Apprenticeships and T Levels are based on occupations recognised by employers. Our maps bring these together to show where technical education can lead. 

They help employers and individuals to understand routes for progression and how occupations at different levels link together.

View the occupational maps

1. What do the occupational maps show?

Apprenticeships and T Level qualifications are based on occupations. Our maps bring all these together to show where technical education can lead. A standard, explaining what someone in the occupation does, has been written or is in development for most of these occupations, although some await interest from employers.

The maps group occupations with related knowledge, skills and behaviours into pathways, making it easier to see the opportunities for career progression within that particular route. Within each pathway, occupations at the same level are grouped into clusters, to show how skills learnt can be applied to other related occupations.

2. Why use occupational maps?

Occupational maps provide a useful guide to show the technical education options available for employers as well as individuals and training providers who are interested in offering it.

To ensure the occupational maps remain up-to-date, each map is owned by a route panel, made up of industry experts.

Route panels use the maps to support decision making on apprenticeships, T Levels and route reviews and to help them identify additional occupations that need to be developed.

3. What is an occupation?

An occupation is a set of jobs whose main tasks and duties have a high degree of similarity across a relevant sector or sectors, rather than being associated with a single employer.

They must be:

  • transferable to a range of employers
  • sufficiently broad, deep and skilled to require at least a year of employment and training, with 20% of this being off-the-job
  • capable of providing full occupational competence for new entrants to the occupation
  • recognised and stand-alone

Route panels make recommendations on whether occupational proposals made by trailblazer groups meet these requirements as part of the approvals process.

Once an occupation is agreed, it is placed on the relevant occupational map.

4. Can occupations be on multiple routes?

An occupation will only appear on one occupational map. It will be placed in the map which has the best alignment with its knowledge, skills and behaviours.

5. How are the maps updated?

The UK economy is dynamic, and to reflect this the occupational maps are updated as occupations evolve and new ones emerge.

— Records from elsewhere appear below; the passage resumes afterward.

//! Pre-built Test Fixtures
//!
//! Ready-to-use test data for accounts, claims and uploaded images. Values
//! are fixed unless the fixture name says otherwise.

use chrono::{DateTime, TimeZone, Utc};
use fake::faker::internet::en::SafeEmail;
use fake::Fake;

use domain_account::Credentials;
use domain_claims::{NewClaim, UploadedFile};

/// Fixture for account credentials
pub struct CredentialFixtures;

impl CredentialFixtures {
    /// Standard test email
    pub fn email() -> &'static str {
        "test@example.com"
    }

    /// Standard test password
    pub fn password() -> &'static str {
        "testpassword"
    }

    /// A random, syntactically valid email
    pub fn random_email() -> String {
        SafeEmail().fake()
    }

    /// Credentials for the standard test user
    pub fn standard() -> Credentials {
        Credentials::new(Self::email(), Self::password())
    }

    /// Credentials for a freshly generated user
    pub fn random() -> Credentials {
        Credentials::new(Self::random_email(), Self::password())
    }
}

/// Fixture for claim data
pub struct ClaimFixtures;

impl ClaimFixtures {
    pub fn policy_number() -> &'static str {
        "POL-2024-000123"
    }

    /// Accident date used by the standard claim (Jan 15, 2024 09:30 UTC)
    pub fn date_of_accident() -> DateTime<Utc> {
        Utc.with_ymd_and_hms(2024, 1, 15, 9, 30, 0).unwrap()
    }

    /// A claim that passes every field rule
    pub fn new_claim() -> NewClaim {
        NewClaim {
            policy_number: Self::policy_number().to_string(),
            date_of_accident: Self::date_of_accident(),
            accident_type: "collision".to_string(),
            description: "Rear-ended while stopped at a red light".to_string(),
            injuries_reported: false,
            damage_details: "Rear bumper cracked, tail light broken".to_string(),
        }
    }
}

/// Fixture for uploaded image parts
pub struct ImageFixtures;

impl ImageFixtures {
    /// Start of a JFIF file
    pub fn jpeg_bytes() -> &'static [u8] {
        &[0xFF, 0xD8, 0xFF, 0xE0, 0x00, 0x10, b'J', b'F', b'I', b'F', 0x00, 0xFF, 0xD9]
    }

    /// PNG signature followed by an empty IHDR header
    pub fn png_bytes() -> &'static [u8] {
        &[0x89, b'P', b'N', b'G', 0x0D, 0x0A, 0x1A, 0x0A, 0x00, 0x00, 0x00, 0x0D]
    }

    /// A JPEG part under `images[0]`
    pub fn jpeg(filename: &str) -> UploadedFile {
        UploadedFile::new(
            "images[0]",
            filename,
            Some("image/jpeg".to_string()),
            Self::jpeg_bytes(),
        )
    }

    /// A video part that must be rejected
    pub fn mp4(filename: &str) -> UploadedFile {
        UploadedFile::new("images[0]", filename, Some("video/mp4".to_string()), &b"\x00\x00\x00\x18ftypmp42"[..])
    }
}
//! Claims domain errors

use core_kernel::{describe_fields, FieldError, PortError};
use thiserror::Error;

/// Errors that can occur in the claims domain
#[derive(Debug, Error)]
pub enum ClaimError {
    #[error("Invalid claim: {}", describe_fields(.0))]
    Validation(Vec<FieldError>),

    #[error("No file part in the request")]
    NoFilePart,

    #[error("No selected file")]
    NoSelectedFile,

    #[error("File type not allowed")]
    FileTypeNotAllowed,

    #[error("Claim not found: {0}")]
    ClaimNotFound(String),

    #[error("Upload failed: {0}")]
    Storage(String),

    #[error("Claim store error: {0}")]
    Store(#[from] PortError),
}
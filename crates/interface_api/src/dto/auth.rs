//! Auth DTOs

use serde::{Deserialize, Serialize};

#[derive(Debug, Deserialize)]
pub struct CredentialsRequest {
    pub email: String,
    pub password: String,
}

#[derive(Debug, Serialize, Deserialize)]
pub struct SessionResponse {
    pub message: String,
    pub access_token: String,
    pub refresh_token: String,
}

#[derive(Debug, Serialize, Deserialize)]
pub struct AccessTokenResponse {
    pub access_token: String,
}

#[derive(Debug, Serialize, Deserialize)]
pub struct WhoAmIResponse {
    pub email: String,
}
//! Object Storage Adapters
//!
//! Implementations of the claims domain `ObjectStore` port:
//!
//! - [`SupabaseStorage`] talks to a Supabase Storage compatible HTTP API
//! - [`InMemoryObjectStore`] keeps objects in process, for local runs and tests

pub mod supabase;
pub mod memory;
pub mod error;

pub use supabase::{SupabaseConfig, SupabaseStorage};
pub use memory::InMemoryObjectStore;
pub use error::StorageError;
//! PostgreSQL store tests
//!
//! These start a PostgreSQL container and need Docker:
//! `cargo test -p infra_db -- --ignored`

use core_kernel::{PageRequest, UserId};
use domain_account::UserStore;
use domain_claims::ClaimStore;
use infra_db::{PostgresClaimStore, PostgresUserStore};
use test_utils::{create_isolated_test_database, ClaimFixtures};

mod user_store_tests {
    use super::*;

    #[tokio::test]
    #[ignore = "requires Docker"]
    async fn test_insert_and_find() {
        let db = create_isolated_test_database().await.unwrap();
        let store = PostgresUserStore::new(db.pool().clone());

        let user = store.insert("test@example.com", "$argon2id$hash").await.unwrap();

        let by_email = store.find_by_email("test@example.com").await.unwrap().unwrap();
        let by_id = store.find_by_id(user.id).await.unwrap().unwrap();
        assert_eq!(by_email, user);
        assert_eq!(by_id, user);
        assert!(store.find_by_email("other@example.com").await.unwrap().is_none());
    }

    #[tokio::test]
    #[ignore = "requires Docker"]
    async fn test_duplicate_email_is_conflict() {
        let db = create_isolated_test_database().await.unwrap();
        let store = PostgresUserStore::new(db.pool().clone());

        store.insert("test@example.com", "h1").await.unwrap();
        let result = store.insert("test@example.com", "h2").await;

        assert!(result.unwrap_err().is_conflict());
    }

    #[tokio::test]
    #[ignore = "requires Docker"]
    async fn test_health_check() {
        let db = create_isolated_test_database().await.unwrap();
        let store = PostgresUserStore::new(db.pool().clone());

        use core_kernel::HealthCheckable;
        assert!(store.health_check().await.is_healthy());
    }
}

mod claim_store_tests {
    use super::*;

    #[tokio::test]
    #[ignore = "requires Docker"]
    async fn test_commit_makes_claim_and_images_visible() {
        let db = create_isolated_test_database().await.unwrap();
        let users = PostgresUserStore::new(db.pool().clone());
        let claims = PostgresClaimStore::new(db.pool().clone());
        let user = users.insert("test@example.com", "hash").await.unwrap();

        let mut tx = claims.begin().await.unwrap();
        let claim_id = tx.create(user.id, &ClaimFixtures::new_claim()).await.unwrap();
        let image_ids = tx
            .attach_images(claim_id, &["front.jpg".to_string(), "side.png".to_string()])
            .await
            .unwrap();
        tx.commit().await.unwrap();

        let claim = claims.get(user.id, claim_id).await.unwrap().unwrap();
        assert_eq!(claim.policy_number, ClaimFixtures::policy_number());
        assert_eq!(claim.date_of_accident, ClaimFixtures::date_of_accident());
        assert_eq!(claim.image_ids(), image_ids);
        let files: Vec<_> = claim.images.iter().map(|i| i.image_file.as_str()).collect();
        assert_eq!(files, vec!["front.jpg", "side.png"]);
    }

    #[tokio::test]
    #[ignore = "requires Docker"]
    async fn test_rollback_discards_claim() {
        let db = create_isolated_test_database().await.unwrap();
        let users = PostgresUserStore::new(db.pool().clone());
        let claims = PostgresClaimStore::new(db.pool().clone());
        let user = users.insert("test@example.com", "hash").await.unwrap();

        let mut tx = claims.begin().await.unwrap();
        let claim_id = tx.create(user.id, &ClaimFixtures::new_claim()).await.unwrap();
        tx.rollback().await.unwrap();

        assert!(claims.get(user.id, claim_id).await.unwrap().is_none());
        let page = claims.list(user.id, PageRequest::default()).await.unwrap();
        assert_eq!(page.total, 0);
    }

    #[tokio::test]
    #[ignore = "requires Docker"]
    async fn test_unknown_user_is_not_found() {
        let db = create_isolated_test_database().await.unwrap();
        let claims = PostgresClaimStore::new(db.pool().clone());

        let mut tx = claims.begin().await.unwrap();
        let result = tx.create(UserId::new(404), &ClaimFixtures::new_claim()).await;

        assert!(result.unwrap_err().is_not_found());
    }

    #[tokio::test]
    #[ignore = "requires Docker"]
    async fn test_list_is_scoped_ordered_and_paginated() {
        let db = create_isolated_test_database().await.unwrap();
        let users = PostgresUserStore::new(db.pool().clone());
        let claims = PostgresClaimStore::new(db.pool().clone());
        let alice = users.insert("alice@example.com", "hash").await.unwrap();
        let bob = users.insert("bob@example.com", "hash").await.unwrap();

        let mut alice_ids = Vec::new();
        for owner in [alice.id, bob.id, alice.id, alice.id] {
            let mut tx = claims.begin().await.unwrap();
            let id = tx.create(owner, &ClaimFixtures::new_claim()).await.unwrap();
            tx.attach_images(id, &[format!("{id}.jpg")]).await.unwrap();
            tx.commit().await.unwrap();
            if owner == alice.id {
                alice_ids.push(id);
            }
        }
        alice_ids.reverse();

        let first = claims.list(alice.id, PageRequest::new(Some(1), Some(2))).await.unwrap();
        assert_eq!(first.total, 3);
        assert_eq!(first.pages(), 2);
        let ids: Vec<_> = first.items.iter().map(|c| c.id).collect();
        assert_eq!(ids, alice_ids[..2].to_vec());
        assert!(first.items.iter().all(|c| c.images.len() == 1));

        let second = claims.list(alice.id, PageRequest::new(Some(2), Some(2))).await.unwrap();
        assert_eq!(second.items.len(), 1);
        assert_eq!(second.items[0].id, alice_ids[2]);

        let foreign = claims.get(bob.id, alice_ids[0]).await.unwrap();
        assert!(foreign.is_none());
    }
}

In addition to day-to-day changes to the maps, the Institute also carries out regular reviews. Currently, all maps are being scrutinised as part of our route reviews.

During the route review, we consider the map as a whole, identifying any gaps or standards that duplicate each other and amend the map accordingly. This is to ensure the maps are current and reflective of employer needs.

As part of the route reviews, we are carrying out public consultations to capture employer and industry feedback on the maps. 

6. Are T Levels included?

T Levels are qualifications, equivalent to A levels, at level 3. They are intended to provide enough training in one or more occupations to enable a learner to get a job. The content of the qualifications is based on the same standards used for apprenticeships.

We are planning to represent T Levels and the occupations they cover on the maps later this year.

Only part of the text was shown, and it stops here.